Simon Jenkins on Oscar Pistorius. You know what else puts a cramp on your day? Being repeatedly shot until you die. pic.twitter.com/V6pQHiR5r2— Helen Lewis (@helenlewis) October 21, 2014
Simon Jenkins hasn't considered the possibility Pistorius could reoffend, despite acknowledging his violent past and disbelieving his story.— Jeremy Duns (@jeremyduns) October 21, 2014
Simon Jenkins does not even name Reeva Steenkamp in the article where he claims "Pistorius’s life is ruined."— Rossalyn Warren (@RossalynWarren) October 21, 2014
The Guardian is so high-horse about Mail clickbait journalism. Now they publish Simon Jenkins troll-a-thon even Katie Hopkins wouldn't write— Janice Turner (@VictoriaPeckham) October 21, 2014
Dear Simon Jenkins #HerNameWasReevaSteenkamp— Caroline (@CedillaHonoring) October 21, 2014
But some were more defensive of Jenkins himself, while still being critical of the article.
Journalist and lawyer David Allen Green wrote: "Simon Jenkins has written many sensible pieces on prisons; today on Pistorius is not one of them."
Simon Jenkins has written many sensible pieces on prisons; today on #Pistorius not one of them.
If prison not for homicide, what is it for?— Jack of Kent (@JackofKent) October 21, 2014
Historian and author Tim Stanley asked why "liberals" were attacking Jenkins, when they agree that sentencing should not be "retributory".

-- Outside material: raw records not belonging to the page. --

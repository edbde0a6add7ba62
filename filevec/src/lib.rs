//! FileVec - Growable Vector Backed by a Memory-Mapped File
//!
//! This library provides a random-access sequence container whose elements
//! live directly in a memory-mapped file. Closing the vector leaves the file
//! holding exactly the raw bytes of its elements, and reopening the same path
//! loads them back.
//!
//! ## Architecture
//!
//! FileVec separates policy from I/O:
//!
//! - **filevec-core**: element lifecycle policies, growth policy and validation (no I/O)
//! - **filevec**: the mapping backend, the container and its cursors
//!
//! ## Quick Start
//!
//! ```rust,no_run
//! use filevec::{FileVec, VecConfig};
//!
//! fn example() -> filevec::Result<()> {
//!     let config = VecConfig::default().with_min_capacity(64);
//!     let mut vec: FileVec<u64> = FileVec::open_with_config("numbers.fvec", config)?;
//!
//!     vec.push(7)?;
//!     vec.insert_n(0, 3, &1)?;
//!     vec.erase(1..2)?;
//!     assert_eq!(vec, [1, 1, 7]);
//!
//!     // Truncates the file to the live elements
//!     vec.close()?;
//!
//!     let reopened: FileVec<u64> = FileVec::open("numbers.fvec")?;
//!     assert_eq!(reopened.len(), 3);
//!     Ok(())
//! }
//! ```
//!
//! ## Features
//!
//! - **Persistence**: the file is the storage, no serialization step
//! - **Element policies**: plain-data types are copied bytewise, other
//!   `Clone` types are constructed and dropped in place
//! - **Amortized growth**: capacity grows by half on demand, remapping the file
//! - **Safe cursors**: cursors borrow the vector, so remaps cannot dangle them

pub use filevec_core::{
    // Element categories
    FileElement, Lifecycle, NonTrivial, Trivial, trivial_elements,
    // Growth policy
    GROWTH_DENOMINATOR, GROWTH_NUMERATOR, MIN_CAPACITY,
    // Error handling
    ErrorCategory, FvecError,
};

pub mod config;
pub mod cursor;
pub mod error;
pub mod file_vec;
mod mmap_backend;

pub use config::VecConfig;
pub use cursor::{Cursor, CursorMut, Direction};
pub use error::{Error, Result};
pub use file_vec::FileVec;
//! Owning handle over a backing file and its active mapping
//!
//! `MappedRegion<T>` treats the mapping as `capacity` slots of `T`. It knows
//! nothing about which slots hold live values; the vector tracks that and
//! drives construction, destruction and relocation through the raw slot
//! accessors below.

use super::file_io::{map_file, open_backing_file, resize_file};
use crate::{Error, Result, VecConfig};
use filevec_core::{byte_len_for, element_count_for, validate_alignment, validate_element_type};
use memmap2::MmapMut;
use std::{
    fs::File,
    marker::PhantomData,
    path::{Path, PathBuf},
    ptr,
};
use tracing::{debug, warn};

pub(crate) struct MappedRegion<T> {
    path: PathBuf,
    file: File,
    mmap: MmapMut,
    capacity: usize,
    populate: bool,
    generation: u64,
    _phantom: PhantomData<T>,
}

impl<T> MappedRegion<T> {
    /// Open or create `path` and map it, returning the region and the number
    /// of elements already persisted in the file
    pub(crate) fn open(path: &Path, config: &VecConfig) -> Result<(Self, usize)> {
        validate_element_type::<T>()?;

        let (file, byte_len) = open_backing_file(path)?;
        let (len, trailing) = element_count_for::<T>(byte_len)?;
        if trailing != 0 {
            warn!(
                path = %path.display(),
                byte_len,
                trailing,
                "discarding partial trailing element"
            );
        }

        // Mapping zero bytes is not portable: an empty file gets min_capacity slots.
        let capacity = len.max(config.min_capacity());
        let bytes = byte_len_for::<T>(capacity)?;
        if bytes as u64 != byte_len {
            resize_file(&file, path, bytes as u64)?;
        }

        let mmap = match map_file(&file, path, bytes, config.populate) {
            Ok(mmap) => mmap,
            Err(primary) => return Err(restore_len(&file, primary, byte_len)),
        };
        if let Err(misaligned) = validate_alignment::<T>(mmap.as_ptr()) {
            drop(mmap);
            return Err(restore_len(&file, misaligned.into(), byte_len));
        }

        debug!(path = %path.display(), len, capacity, "opened file vector");

        let region = Self {
            path: path.to_path_buf(),
            file,
            mmap,
            capacity,
            populate: config.populate,
            generation: 0,
            _phantom: PhantomData,
        };
        Ok((region, len))
    }

    pub(crate) fn capacity(&self) -> usize {
        self.capacity
    }

    pub(crate) fn generation(&self) -> u64 {
        self.generation
    }

    /// Resize the file to `new_capacity` slots and replace the mapping
    ///
    /// The file is resized first, then the new mapping is established, and
    /// only then is the old mapping released, so there is never a moment
    /// without a valid mapping. Both mappings share the file's pages, so
    /// bytes written through the old one are visible through the new one.
    /// On failure the file is restored to its previous length and the old
    /// mapping stays in place.
    pub(crate) fn remap(&mut self, new_capacity: usize) -> Result<()> {
        if new_capacity == self.capacity {
            return Ok(());
        }

        let old_bytes = byte_len_for::<T>(self.capacity)? as u64;
        let new_bytes = byte_len_for::<T>(new_capacity)?;

        resize_file(&self.file, &self.path, new_bytes as u64)?;

        let mmap = match map_file(&self.file, &self.path, new_bytes, self.populate) {
            Ok(mmap) => mmap,
            Err(primary) => return Err(restore_len(&self.file, primary, old_bytes)),
        };
        if let Err(misaligned) = validate_alignment::<T>(mmap.as_ptr()) {
            drop(mmap);
            return Err(restore_len(&self.file, misaligned.into(), old_bytes));
        }

        let old_capacity = self.capacity;
        drop(std::mem::replace(&mut self.mmap, mmap));
        self.capacity = new_capacity;
        self.generation += 1;

        debug!(
            path = %self.path.display(),
            old_capacity,
            new_capacity,
            generation = self.generation,
            "remapped file vector"
        );
        Ok(())
    }

    /// Release the mapping and truncate the file to `len` elements
    ///
    /// Every step runs even if an earlier one fails; the first failure is
    /// returned. The file handle is closed when `self` is dropped.
    pub(crate) fn close(self, len: usize, flush: bool) -> Result<()> {
        let MappedRegion {
            path, file, mmap, ..
        } = self;
        let mut first_failure = None;

        if flush {
            if let Err(source) = mmap.flush() {
                first_failure.get_or_insert(Error::Close {
                    path: path.clone(),
                    source,
                });
            }
        }
        drop(mmap);

        match byte_len_for::<T>(len) {
            Ok(bytes) => {
                if let Err(source) = file.set_len(bytes as u64) {
                    first_failure.get_or_insert(Error::Close {
                        path: path.clone(),
                        source,
                    });
                }
            }
            Err(err) => {
                first_failure.get_or_insert(err.into());
            }
        }
        drop(file);

        debug!(path = %path.display(), len, "closed file vector");
        first_failure.map_or(Ok(()), Err)
    }

    fn base(&self) -> *const T {
        self.mmap.as_ptr() as *const T
    }

    fn base_mut(&mut self) -> *mut T {
        self.mmap.as_mut_ptr() as *mut T
    }

    /// Pointer to slot `index`, valid until the next remap
    ///
    /// # Safety
    /// `index <= capacity`.
    pub(crate) unsafe fn slot_mut(&mut self, index: usize) -> *mut T {
        debug_assert!(index <= self.capacity);
        self.base_mut().add(index)
    }

    /// The first `len` slots as live values
    ///
    /// # Safety
    /// `len <= capacity` and every slot in `0..len` holds a live value.
    pub(crate) unsafe fn live(&self, len: usize) -> &[T] {
        debug_assert!(len <= self.capacity);
        std::slice::from_raw_parts(self.base(), len)
    }

    /// The first `len` slots as mutable live values
    ///
    /// # Safety
    /// `len <= capacity` and every slot in `0..len` holds a live value.
    pub(crate) unsafe fn live_mut(&mut self, len: usize) -> &mut [T] {
        debug_assert!(len <= self.capacity);
        std::slice::from_raw_parts_mut(self.base_mut(), len)
    }

    /// Relocate `count` values from `src` down to `dst`, front to back
    ///
    /// Overlap-safe when `dst <= src`. Source slots are left vacated.
    ///
    /// # Safety
    /// `src..src+count` must hold live values, `dst..dst+count` must be
    /// vacated or overlap the source range from below, and both ranges must
    /// lie within capacity.
    pub(crate) unsafe fn move_into_uninitialized_forward(
        &mut self,
        src: usize,
        dst: usize,
        count: usize,
    ) {
        debug_assert!(dst <= src);
        debug_assert!(src + count <= self.capacity);
        let base = self.base_mut();
        for i in 0..count {
            ptr::write(base.add(dst + i), ptr::read(base.add(src + i)));
        }
    }

    /// Relocate `count` values from `src` up to `dst`, back to front
    ///
    /// Overlap-safe when `dst >= src`. Source slots are left vacated.
    ///
    /// # Safety
    /// `src..src+count` must hold live values, `dst..dst+count` must be
    /// vacated or overlap the source range from above, and both ranges must
    /// lie within capacity.
    pub(crate) unsafe fn move_into_uninitialized_backward(
        &mut self,
        src: usize,
        dst: usize,
        count: usize,
    ) {
        debug_assert!(dst >= src);
        debug_assert!(dst + count <= self.capacity);
        let base = self.base_mut();
        for i in (0..count).rev() {
            ptr::write(base.add(dst + i), ptr::read(base.add(src + i)));
        }
    }
}

/// Put the file back to `bytes` after a failed mapping step
///
/// A failure here is reported alongside the primary failure, never instead of it.
fn restore_len(file: &File, primary: Error, bytes: u64) -> Error {
    match file.set_len(bytes) {
        Ok(()) => primary,
        Err(secondary) => Error::Rollback {
            primary: Box::new(primary),
            restore_bytes: bytes,
            secondary,
        },
    }
}
//! Element layout validation
//!
//! Backing files store elements back to back, so a file's byte length maps
//! directly onto an element count.

use crate::{FvecError, MAPPING_ALIGNMENT};

/// Validate that `T` can live in a page-aligned mapping
///
/// Rejects zero-sized types (their count cannot be recovered from a byte
/// length) and types aligned more strictly than the mapping start.
pub const fn validate_element_type<T>() -> Result<(), FvecError> {
    if core::mem::size_of::<T>() == 0 {
        return Err(FvecError::ZeroSizedElement);
    }

    let align = core::mem::align_of::<T>();
    if align > MAPPING_ALIGNMENT {
        return Err(FvecError::UnsupportedAlignment { align });
    }

    Ok(())
}

/// Number of whole elements in `byte_len` bytes, plus the leftover byte count
///
/// A length that is not a multiple of the element size is floored.
pub const fn element_count_for<T>(byte_len: u64) -> Result<(usize, usize), FvecError> {
    let element_size = core::mem::size_of::<T>() as u64;
    if element_size == 0 {
        return Err(FvecError::ZeroSizedElement);
    }

    let count = byte_len / element_size;
    let trailing = (byte_len % element_size) as usize;

    if count > (isize::MAX as u64) / element_size {
        return Err(FvecError::CapacityOverflow);
    }

    Ok((count as usize, trailing))
}

/// Byte length of `count` elements with overflow protection
pub const fn byte_len_for<T>(count: usize) -> Result<usize, FvecError> {
    match count.checked_mul(core::mem::size_of::<T>()) {
        Some(bytes) if bytes <= isize::MAX as usize => Ok(bytes),
        _ => Err(FvecError::CapacityOverflow),
    }
}

/// Validate alignment for a pointer to typed data
///
/// Checks that a raw pointer has the correct alignment for type T.
/// This is a pure check with no memory access.
pub fn validate_alignment<T>(ptr: *const u8) -> Result<(), FvecError> {
    let align = core::mem::align_of::<T>();

    if (ptr as usize) % align != 0 {
        return Err(FvecError::UnsupportedAlignment { align });
    }

    Ok(())
}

Why are liberals angry with that Simon Jenkins piece? He believes justice should not be retributory. Don't they agree?— Tim Stanley (@timothy_stanley) October 21, 2014
The article attracted more than 600 comments within three hours of being published.
While most were deeply critical of the article, calling it a "shambles" and "click-bait", one said: "Simon, you make a good point. But if prisons did their job properly, they would rehabilitate as well as they punish. Prison reform is long, long overdue."
Another wrote: "Prison, at least in their current form, are archaic institutions that in many cases simply entrench criminal lifestyles.
"We need a more enlightened approach.
"Something that rehabilitates offenders while also examining and trying to prevent crime taking place in the first instance."
One commentor responded specifically to the part of Mr Jenkins' article that said it would encourage debate to ask: "What sensible purpose comes from imprisonment?"
They replied: "The lesson that no amount of privilege, adoration, success, wealth or respect entitles one to treat other people as possessions, treat firearms in a public place as if they were toys, or to expect your actions to have no consequences.